Evaluating this case in isolation may raise some doubt as to the accuracy of the diagnosis as she did not have a 4‐fold rise in the phase II IgG titer and did not have a detectable phase II IgM. However, she was part of a cluster of individuals who regularly consumed raw milk from the same dairy and had evidence of C. burnetii infection. This group included her spouse, who had a robust serologic evidence of C. burnetii, characterized by a >4‐fold rise in phase II IgM and IgG titers.[6]

C. burnetii is found primarily in cattle, sheep, and goats and is shed in large quantities by infected periparturient animals in their urine, feces, and milk.[7] Inhalation of contaminated aerosols is the principal route of transmission.[7, 8] Acute Q fever is underdiagnosed because the majority of acute infections are asymptomatic (60%) or present as a nonspecific flu‐like illness.[7] This case represents a rare manifestation of a rare infection acquired through a rare route of transmission, but highlights the importance of epidemiology and risk factor assessment when clinicians are faced with a diagnostic challenge.

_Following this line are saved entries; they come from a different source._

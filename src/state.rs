//! Per-service runtime state

use crate::config::MonitorConfig;
use crate::downtime::DowntimeInterval;
use crate::flapping::FlapDetector;
use crate::history::BoundedHistory;
use chrono::{DateTime, Utc};
use serde::Serialize;
use uuid::Uuid;

/// Externally visible service status. May lag the raw probe result while
/// the service is flapping.
#[derive(Debug, Clone, Copy, PartialEq, Eq, Serialize)]
#[serde(rename_all = "lowercase")]
pub enum Status {
    Unknown,
    Up,
    Down,
}

impl std::fmt::Display for Status {
    fn fmt(&self, f: &mut std::fmt::Formatter<'_>) -> std::fmt::Result {
        match self {
            Status::Unknown => write!(f, "unknown"),
            Status::Up => write!(f, "up"),
            Status::Down => write!(f, "down"),
        }
    }
}

/// A tracked outage, opened when a down-notification fires and resolved on
/// recovery.
#[derive(Debug, Clone, Serialize)]
pub struct Incident {
    pub id: String,
    pub start: DateTime<Utc>,
    pub end: Option<DateTime<Utc>>,
    pub description: String,
    pub resolution: Option<String>,
}

impl Incident {
    pub fn open(start: DateTime<Utc>, description: String) -> Self {
        Self {
            id: Uuid::new_v4().to_string(),
            start,
            end: None,
            description,
            resolution: None,
        }
    }

    pub fn is_open(&self) -> bool {
        self.end.is_none()
    }
}

/// Mutable monitoring state for one service. Owned exclusively by the
/// engine's cycle loop; external layers only ever see snapshots.
#[derive(Debug)]
pub struct ServiceRuntimeState {
    pub status: Status,
    pub ping_history: BoundedHistory<f64>,
    pub health_score: f64,
    pub downtimes: Vec<DowntimeInterval>,
    pub consecutive_failures: u32,
    pub last_notification_at: Option<i64>,
    pub incidents: Vec<Incident>,
    pub flapping: FlapDetector,
    pub maintenance: bool,
    pub last_check: i64,
}

impl ServiceRuntimeState {
    pub fn new(config: &MonitorConfig) -> Self {
        Self {
            status: Status::Unknown,
            ping_history: BoundedHistory::new(config.max_history),
            health_score: 100.0,
            downtimes: Vec::new(),
            consecutive_failures: 0,
            last_notification_at: None,
            incidents: Vec::new(),
            flapping: FlapDetector::new(),
            maintenance: false,
            last_check: 0,
        }
    }

    /// Most recent latency sample, offline sentinel included
    pub fn last_response_time(&self) -> f64 {
        self.ping_history.last().copied().unwrap_or(0.0)
    }
}

#[cfg(test)]
mod tests {
    use super::*;
    use chrono::TimeZone;

    #[test]
    fn test_initial_state() {
        let state = ServiceRuntimeState::new(&MonitorConfig::default());

        assert_eq!(state.status, Status::Unknown);
        assert_eq!(state.health_score, 100.0);
        assert_eq!(state.consecutive_failures, 0);
        assert!(state.downtimes.is_empty());
        assert!(!state.flapping.is_flapping);
        assert_eq!(state.last_response_time(), 0.0);
    }

    #[test]
    fn test_incident_lifecycle() {
        let start = Utc.timestamp_millis_opt(1_000_000).unwrap();
        let mut incident = Incident::open(start, "connection refused".to_string());

        assert!(incident.is_open());

        incident.end = Some(Utc.timestamp_millis_opt(2_000_000).unwrap());
        incident.resolution = Some("Service recovered automatically".to_string());
        assert!(!incident.is_open());
    }
}
//! Notification policy and the notifier seam
//!
//! The policy decides when an outage or recovery is worth escalating; how
//! the escalation is delivered (Discord, email, ...) is entirely the
//! notifier implementation's business, including any reconnect/backoff
//! logic it needs.

use crate::events::Notification;
use crate::state::{Incident, Status};
use async_trait::async_trait;
use chrono::{TimeZone, Utc};
use tracing::{debug, info, warn};

/// Delivery seam. Implementations must not block monitoring; the engine
/// dispatches on a separate task and ignores delivery failures.
#[async_trait]
pub trait Notifier: Send + Sync {
    async fn notify(&self, notification: Notification);
}

/// Fallback notifier that writes alerts to the log
pub struct LogNotifier;

#[async_trait]
impl Notifier for LogNotifier {
    async fn notify(&self, notification: Notification) {
        match notification.status {
            Status::Down => warn!(
                service = %notification.service,
                failures = ?notification.consecutive_failures,
                "{}", notification.message
            ),
            _ => info!(service = %notification.service, "{}", notification.message),
        }
    }
}

#[derive(Debug, Clone, Copy)]
pub struct NotificationPolicy {
    pub threshold: u32,
    pub cooldown_ms: i64,
}

impl NotificationPolicy {
    /// Should a failed probe escalate to a down-notification?
    pub fn should_notify_down(
        &self,
        consecutive_failures: u32,
        last_notification_at: Option<i64>,
        is_flapping: bool,
        now: i64,
    ) -> bool {
        if is_flapping {
            debug!("suppressing down-notification for flapping service");
            return false;
        }

        if consecutive_failures < self.threshold {
            return false;
        }

        match last_notification_at {
            None => true,
            Some(last) => now - last > self.cooldown_ms,
        }
    }

    /// Should a successful probe escalate to a recovery notification?
    pub fn should_notify_recovery(&self, previous_visible: Status, is_flapping: bool) -> bool {
        if is_flapping {
            debug!("suppressing recovery notification for flapping service");
            return false;
        }
        previous_visible == Status::Down
    }
}

/// Open an incident for an ongoing outage unless one is already tracked.
pub fn open_incident(incidents: &mut Vec<Incident>, service: &str, now: i64, error: Option<&str>) {
    if incidents.iter().any(Incident::is_open) {
        return;
    }

    let description = match error {
        Some(detail) => format!("Service is down: {}", detail),
        None => format!("Service {} is currently experiencing issues.", service),
    };

    let start = Utc
        .timestamp_millis_opt(now)
        .single()
        .unwrap_or_else(Utc::now);
    incidents.push(Incident::open(start, description));
}

/// Resolve all open incidents after a recovery.
pub fn resolve_incidents(incidents: &mut [Incident], now: i64) {
    let end = Utc
        .timestamp_millis_opt(now)
        .single()
        .unwrap_or_else(Utc::now);

    for incident in incidents.iter_mut().filter(|i| i.is_open()) {
        incident.end = Some(end);
        incident.resolution = Some("Service recovered automatically".to_string());
    }
}
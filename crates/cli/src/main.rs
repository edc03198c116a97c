mod cmd;
mod output;

use std::path::PathBuf;
use std::process::ExitCode;

use anyhow::Result;
use clap::{Parser, Subcommand};
use tracing_subscriber::EnvFilter;

use crate::cmd::{ConfigAction, cmd_build, cmd_config, cmd_info, cmd_locate, cmd_resolve};
use crate::output::OutputFormat;

/// qbuild - run qmake and make for a Qt project
#[derive(Parser)]
#[command(name = "qbuild")]
#[command(author, version, about, long_about = None)]
struct Cli {
  /// Enable verbose output
  #[arg(short, long, global = true)]
  verbose: bool,

  /// Settings file to use instead of the default location
  #[arg(long, global = true, value_name = "FILE")]
  settings: Option<PathBuf>,

  #[command(subcommand)]
  command: Commands,
}

#[derive(Subcommand)]
enum Commands {
  /// Configure with qmake, then build with make
  Build {
    /// Project file; relative paths are anchored to the workspace, $VARS are expanded
    project_file: String,

    /// Extra arguments appended verbatim to the qmake command line
    #[arg(long, default_value = "", allow_hyphen_values = true)]
    extra_args: String,

    /// Request a clean build (currently has no effect)
    #[arg(long)]
    clean: bool,

    /// Workspace root (default: current directory, or $WORKSPACE if set)
    #[arg(short, long)]
    workspace: Option<PathBuf>,

    /// qmake binary to prefer for this build
    #[arg(long)]
    qmake: Option<String>,
  },

  /// Show which qmake binary would be used
  Locate {
    /// qmake binary to prefer
    #[arg(long)]
    qmake: Option<String>,

    #[arg(short, long, value_enum, default_value_t)]
    output: OutputFormat,
  },

  /// Resolve a project file path without building
  Resolve {
    project_file: String,

    /// Workspace root (default: current directory, or $WORKSPACE if set)
    #[arg(short, long)]
    workspace: Option<PathBuf>,

    /// Skip the file existence check
    #[arg(long)]
    no_check: bool,
  },

  /// Manage global settings
  Config {
    #[command(subcommand)]
    action: ConfigAction,
  },

  /// Show platform information
  Info,
}

fn main() -> Result<ExitCode> {
  let cli = Cli::parse();

  let default_level = if cli.verbose { "debug" } else { "warn" };
  tracing_subscriber::fmt()
    .with_env_filter(EnvFilter::try_from_default_env().unwrap_or_else(|_| EnvFilter::new(default_level)))
    .with_writer(std::io::stderr)
    .without_time()
    .init();

  let settings = cli.settings.as_deref();

  match cli.command {
    Commands::Build {
      project_file,
      extra_args,
      clean,
      workspace,
      qmake,
    } => cmd_build(&project_file, &extra_args, clean, workspace, qmake, settings),
    Commands::Locate { qmake, output } => cmd_locate(qmake, settings, output),
    Commands::Resolve {
      project_file,
      workspace,
      no_check,
    } => cmd_resolve(&project_file, workspace, no_check),
    Commands::Config { action } => cmd_config(action, settings),
    Commands::Info => {
      cmd_info();
      Ok(ExitCode::SUCCESS)
    }
  }
}
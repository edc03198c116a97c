//! Implementation of the `qbuild config` command.
//!
//! Manages the persisted global settings every build starts from.

use std::path::Path;
use std::process::ExitCode;

use anyhow::{Context, Result};
use clap::Subcommand;

use qbuild_lib::settings::Settings;

use super::settings_path;
use crate::output::{OutputFormat, print_info, print_json, print_stat, print_success, print_warning};

#[derive(Subcommand)]
pub enum ConfigAction {
  /// Print the current settings
  Show {
    #[arg(short, long, value_enum, default_value_t)]
    output: OutputFormat,
  },

  /// Set the global qmake binary
  SetQmakePath { path: String },

  /// Remove the global qmake binary
  Clear,
}

pub fn cmd_config(action: ConfigAction, explicit: Option<&Path>) -> Result<ExitCode> {
  let path = settings_path(explicit)?;
  let mut settings = Settings::load_from(&path).context("Failed to load settings")?;

  match action {
    ConfigAction::Show { output } => {
      if output.is_json() {
        print_json(&settings)?;
      } else {
        println!("Settings:");
        print_stat("File", &path.display().to_string());
        print_stat("qmake path", settings.qmake_override().unwrap_or("(not set)"));
      }
    }
    ConfigAction::SetQmakePath { path: qmake } => {
      let qmake = qmake.trim().to_string();
      if !Path::new(&qmake).exists() {
        print_warning(&format!("{} does not exist; builds will ignore it until it does", qmake));
      }
      settings.qmake_path = Some(qmake);
      settings.save_to(&path).context("Failed to save settings")?;
      print_success("qmake path saved");
    }
    ConfigAction::Clear => {
      if settings.qmake_path.take().is_none() {
        print_info("qmake path was not set");
      } else {
        settings.save_to(&path).context("Failed to save settings")?;
        print_success("qmake path cleared");
      }
    }
  }

  Ok(ExitCode::SUCCESS)
}
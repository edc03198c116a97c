use std::path::Path;
use std::process::ExitCode;

use anyhow::Result;
use serde::Serialize;

use qbuild_lib::locate::locate;
use qbuild_lib::platform::Family;

use super::{capture_env, load_settings};
use crate::output::{OutputFormat, print_json, print_stat};

#[derive(Serialize)]
struct LocateReport {
  path: String,
  source: String,
}

pub fn cmd_locate(qmake: Option<String>, settings_path: Option<&Path>, output: OutputFormat) -> Result<ExitCode> {
  let env = capture_env(None)?;
  let settings = load_settings(settings_path)?;
  let qmake_override = qmake.or_else(|| settings.qmake_override().map(str::to_string));

  let location = locate(&env, qmake_override.as_deref(), Family::current());

  if output.is_json() {
    print_json(&LocateReport {
      path: location.path,
      source: location.source.to_string(),
    })?;
  } else {
    println!("qmake:");
    print_stat("Path", &location.path);
    print_stat("Source", &location.source.to_string());
  }

  Ok(ExitCode::SUCCESS)
}
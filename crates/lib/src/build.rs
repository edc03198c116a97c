//! The build step: configure with qmake, then run make.
//!
//! [`run_build`] does the work and reports a typed result. [`perform`] is
//! the boundary used by hosts; it never fails, it logs and returns `false`.

use std::io::{self, Write};

use thiserror::Error;
use tracing::{debug, error, info, warn};

use crate::consts::WORKSPACE_VAR;
use crate::invocation::{Invocation, InvocationError};
use crate::launch::{LaunchError, Launcher};
use crate::locate::locate;
use crate::placeholder::EnvMap;
use crate::platform::Family;
use crate::resolve::{ResolveError, ResolveMode, resolve_path, work_dir};

/// User-configured parameters for one build step.
#[derive(Debug, Clone, Default, PartialEq, Eq)]
pub struct BuildRequest {
  /// Project file path; may contain `$VAR` references.
  pub project_file: String,
  /// Extra configurator arguments, passed through verbatim.
  pub extra_args: String,
  /// Reserved. Accepted but has no effect.
  pub clean_build: bool,
}

/// Everything a build step takes from its host.
#[derive(Debug, Clone)]
pub struct BuildContext {
  /// Environment captured for this build.
  pub env: EnvMap,
  pub family: Family,
  /// Global configurator override, from settings.
  pub qmake_override: Option<String>,
}

impl BuildContext {
  pub fn new(env: EnvMap, family: Family) -> Self {
    Self {
      env,
      family,
      qmake_override: None,
    }
  }

  pub fn with_qmake_override(mut self, path: Option<String>) -> Self {
    self.qmake_override = path;
    self
  }
}

/// How a build step ended when nothing went wrong launching it.
#[derive(Debug, Clone, Copy, PartialEq, Eq)]
pub enum BuildOutcome {
  Success,
  /// qmake exited non-zero; make was not run.
  ConfigureFailed { code: i32 },
  MakeFailed { code: i32 },
}

impl BuildOutcome {
  pub fn is_success(self) -> bool {
    matches!(self, BuildOutcome::Success)
  }
}

/// Errors that abort a build step.
#[derive(Debug, Error)]
pub enum BuildError {
  #[error(transparent)]
  Resolve(#[from] ResolveError),

  #[error(transparent)]
  Invocation(#[from] InvocationError),

  #[error(transparent)]
  Launch(#[from] LaunchError),

  #[error("failed to write build log: {0}")]
  Log(#[from] io::Error),
}

/// Run one build step, writing progress lines to `log`.
///
/// The configurator runs first, in the project file's directory. Make runs
/// in the same directory only if the configurator exits with 0.
pub async fn run_build<L, W>(
  request: &BuildRequest,
  ctx: &BuildContext,
  launcher: &L,
  log: &mut W,
) -> Result<BuildOutcome, BuildError>
where
  L: Launcher,
  W: Write,
{
  let workspace = ctx.env.get(WORKSPACE_VAR).map(String::as_str).unwrap_or("<unset>");
  writeln!(log, "MODULE: {}", workspace)?;

  if request.clean_build {
    debug!("clean build requested, nothing to do for it");
  }

  let project = resolve_path(&ctx.env, &request.project_file, ctx.family, ResolveMode::CheckFileExists)?;
  let dir = work_dir(&project)?;

  let tool = locate(&ctx.env, ctx.qmake_override.as_deref(), ctx.family);
  let configure = Invocation::configure(&tool.path, &project, &request.extra_args, dir)?;

  writeln!(log, "QMake call : {}", configure.command_line)?;
  writeln!(log, "QMake bin : {}", tool.path)?;
  writeln!(log, "QMake project file : {}", project)?;

  let code = launcher.launch(&configure, &ctx.env).await?;
  if code != 0 {
    warn!(code, "qmake failed, skipping make");
    return Ok(BuildOutcome::ConfigureFailed { code });
  }

  let make = Invocation::make(ctx.family, dir);
  let code = launcher.launch(&make, &ctx.env).await?;
  if code != 0 {
    warn!(code, tool = %make.command_line, "make failed");
    return Ok(BuildOutcome::MakeFailed { code });
  }

  info!(project = %project, "build succeeded");
  Ok(BuildOutcome::Success)
}

/// Run one build step and reduce the result to success or failure.
///
/// Errors are written to `log` and traced, never returned.
pub async fn perform<L, W>(request: &BuildRequest, ctx: &BuildContext, launcher: &L, log: &mut W) -> bool
where
  L: Launcher,
  W: Write,
{
  match run_build(request, ctx, launcher, log).await {
    Ok(outcome) => outcome.is_success(),
    Err(e) => {
      error!(error = %e, "build step failed");
      if let Err(log_err) = writeln!(log, "{}", e) {
        error!(error = %log_err, "failed to write build log");
      }
      false
    }
  }
}
//! Command lines for the configurator and make steps.
//!
//! Each step carries both the display form of its command line and the
//! argv actually spawned. The tool and project path are argv entries as-is;
//! only the extra arguments are split into words.

use std::fmt;
use std::path::{Path, PathBuf};

use thiserror::Error;

use crate::platform::Family;

#[derive(Debug, Error, PartialEq, Eq)]
pub enum InvocationError {
  #[error("cannot split extra arguments (unbalanced quotes?): {0}")]
  UnsplittableArgs(String),
}

/// Assemble the configurator command line.
///
/// Produces `<tool> -r "<project>"`, followed by a space and `extra_args`
/// when those are non-empty. `extra_args` is appended verbatim.
pub fn build_command(tool: &str, project_path: &str, extra_args: &str) -> String {
  let mut command = format!("{} -r \"{}\"", tool, project_path);
  if !extra_args.is_empty() {
    command.push(' ');
    command.push_str(extra_args);
  }
  command
}

/// A program, its arguments, and the directory to run it in.
///
/// Built fresh for each step of a build.
#[derive(Debug, Clone, PartialEq, Eq)]
pub struct Invocation {
  pub program: String,
  pub args: Vec<String>,
  /// Human-readable form, for logs.
  pub command_line: String,
  pub work_dir: PathBuf,
}

impl Invocation {
  /// The configurator step.
  ///
  /// `extra_args` is split with POSIX shell quoting rules; nothing is
  /// expanded.
  pub fn configure(tool: &str, project_path: &str, extra_args: &str, work_dir: &Path) -> Result<Self, InvocationError> {
    let extra = shlex::split(extra_args).ok_or_else(|| InvocationError::UnsplittableArgs(extra_args.to_string()))?;

    let mut args = vec!["-r".to_string(), project_path.to_string()];
    args.extend(extra);

    Ok(Self {
      program: tool.to_string(),
      args,
      command_line: build_command(tool, project_path, extra_args),
      work_dir: work_dir.to_path_buf(),
    })
  }

  /// The make step: the family's make tool with no arguments.
  pub fn make(family: Family, work_dir: &Path) -> Self {
    Self {
      program: family.make_tool().to_string(),
      args: Vec::new(),
      command_line: family.make_tool().to_string(),
      work_dir: work_dir.to_path_buf(),
    }
  }
}

impl fmt::Display for Invocation {
  fn fmt(&self, f: &mut fmt::Formatter<'_>) -> fmt::Result {
    write!(f, "{} (in {})", self.command_line, self.work_dir.display())
  }
}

  • Exploration of epidemiology and exposure history is central to diagnosing meningoencephalitis with negative bacterial cultures and undetectable HSV PCR, although the etiology of meningoencephalitis can elude identification even after exhaustive investigation.
  • Inhalation of contaminated aerosols is the principal route of transmission for C. burnetii, but it can also be transmitted via infected unpasteurized milk.[7, 9]
  • Acute presentations of Q fever, which may warrant admission, include pneumonia, hepatitis, or meningoencephalitis.
  • Q fever is diagnosed by serologic testing, and doxycycline is the antibiotic of choice.


This case was presented at the 2012 Annual Meeting of the Society of Hospital Medicine. It was subsequently reported in the epidemiologic report of the outbreak.[6] The authors report no conflicts of interest.